Fifty-three adult patients suffering from chronic subjective unilateral or bilateral nonpulsatile primary tinnitus for at least 6 months were randomly assigned to rTMS (group 1, = 20), sham stimulation (group 2, = 12), or medicament therapy only (group 3, = 21). The dorsolateral prefrontal cortex (frequency 25 Hz, 300 pulses, and 80% resting motor threshold [RMT]) on the left side and primary auditory cortex (1 Hz, 1000 pulses, 110% RMT) were stimulated on both sides in patients in group 1 for 5 consecutive days. The Tinnitus Reaction Questionnaire (TRQ), Tinnitus Handicap Questionnaire (THQ), Tinnitus Handicap Inventory (THI), Beck Depression Inventory (BDI), pure-tone audiometry with Fowler scoring of hearing loss, and tinnitus analysis were used to evaluate tinnitus in all patients. Data were recorded the day the patient was included in the study and at 1- and 6-month follow-up.

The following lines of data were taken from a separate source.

//! Store failures.

use compact_str::CompactString;
use thiserror::Error;

use crate::store::StoreScope;

/// Errors raised by store operations.
#[derive(Debug, Clone, PartialEq, Eq, Error)]
pub enum StoreError {
    /// A store was read or written before `create_store` ran for it.
    #[error("store `{name}` was used before being created")]
    NotInitialized { name: CompactString },

    /// A store was re-created under a different scope than it already has.
    #[error("store `{name}` already exists with {existing} scope, requested {requested}")]
    ScopeMismatch {
        name: CompactString,
        existing: StoreScope,
        requested: StoreScope,
    },

    /// A write path traversed through a slot that is not an object.
    #[error("store path `{path}` does not address an object slot")]
    InvalidPath { path: CompactString },
}
//! Byte-level scanning for `${name}` substitution tokens.
//!
//! A token opens with `$` immediately followed by `{` and closes at the
//! first `}` after it. The name between the braces is any run of bytes
//! other than `}`, which means tokens never nest. Text with no closing
//! brace ahead is literal, so an unterminated `$...{` survives parsing
//! untouched.

use memchr::memchr;

/// One substitution token found in a template.
#[derive(Debug, Clone, Copy, PartialEq, Eq)]
pub struct Token<'t> {
    /// Byte offset of the opening `$`.
    pub start: usize,
    /// Byte offset just past the closing `}`.
    pub end: usize,
    /// Name between the braces. May be empty.
    pub name: &'t str,
}

/// Iterator over the tokens of `template`, left to right.
pub fn scan(template: &str) -> Tokens<'_> {
    Tokens { template, pos: 0 }
}

pub struct Tokens<'t> {
    template: &'t str,
    pos: usize,
}

impl<'t> Iterator for Tokens<'t> {
    type Item = Token<'t>;

    fn next(&mut self) -> Option<Token<'t>> {
        let bytes = self.template.as_bytes();
        while self.pos < bytes.len() {
            let Some(dollar_offset) = memchr(b'$', &bytes[self.pos..]) else {
                self.pos = bytes.len();
                return None;
            };
            let dollar = self.pos + dollar_offset;
            if dollar + 1 >= bytes.len() || bytes[dollar + 1] != b'{' {
                // Bare dollar sign, keep looking.
                self.pos = dollar + 1;
                continue;
            }
            let Some(close_offset) = memchr(b'}', &bytes[dollar + 2..]) else {
                // No closing brace anywhere ahead: the rest is literal.
                self.pos = bytes.len();
                return None;
            };
            let close = dollar + 2 + close_offset;
            self.pos = close + 1;
            return Some(Token {
                start: dollar,
                end: close + 1,
                name: &self.template[dollar + 2..close],
            });
        }
        None
    }
}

The study groups were homogenous. No significant effect of rTMS was found at 1 or 6 months based on the BDI, THQ, and TRQ scores or tinnitus masking. There was a significant but clinically irrelevant effect on the THI score after 1 and 6 months.
No significant effect of bilateral low-frequency rTMS of the primary auditory cortex and high-frequency stimulation of the left dorsolateral prefrontal cortex was demonstrated.
重复经颅磁刺激(rTMS)目前正在用于测试以抑制主观性慢性原发性耳鸣的症状,尽管其效果存在争议。这项随机双盲对照试验的目的是确定具有独特设置的rTMS对耳鸣治疗的效果。
53例患有慢性主观性单侧或双侧非搏动性原发性耳鸣至少6个月的成年患者被随机分配至rTMS组(第1组,n = 20)、假刺激组(第2组,n = 12)或仅药物治疗组(第3组,n = 21)。第1组患者双侧刺激左侧背外侧前额叶皮质(频率25Hz,300个脉冲,静息运动阈值[RMT]的80%)和双侧初级听觉皮质(1Hz,1000个脉冲,110%RMT),连续5天。使用耳鸣反应问卷(TRQ)、耳鸣障碍问卷(THQ)、耳鸣障碍量表(THI)、贝克抑郁量表(BDI)、采用福勒听力损失评分的纯音听力测定以及耳鸣分析对所有患者的耳鸣进行评估。在患者纳入研究当天以及1个月和6个月随访时记录数据。
研究组具有同质性。基于BDI、THQ和TRQ评分或耳鸣掩蔽,在1个月或6个月时未发现rTMS有显著效果。在1个月和6个月后,对THI评分有显著但临床意义不大的影响。
未证实初级听觉皮质的双侧低频rTMS和左侧背外侧前额叶皮质的高频刺激有显著效果。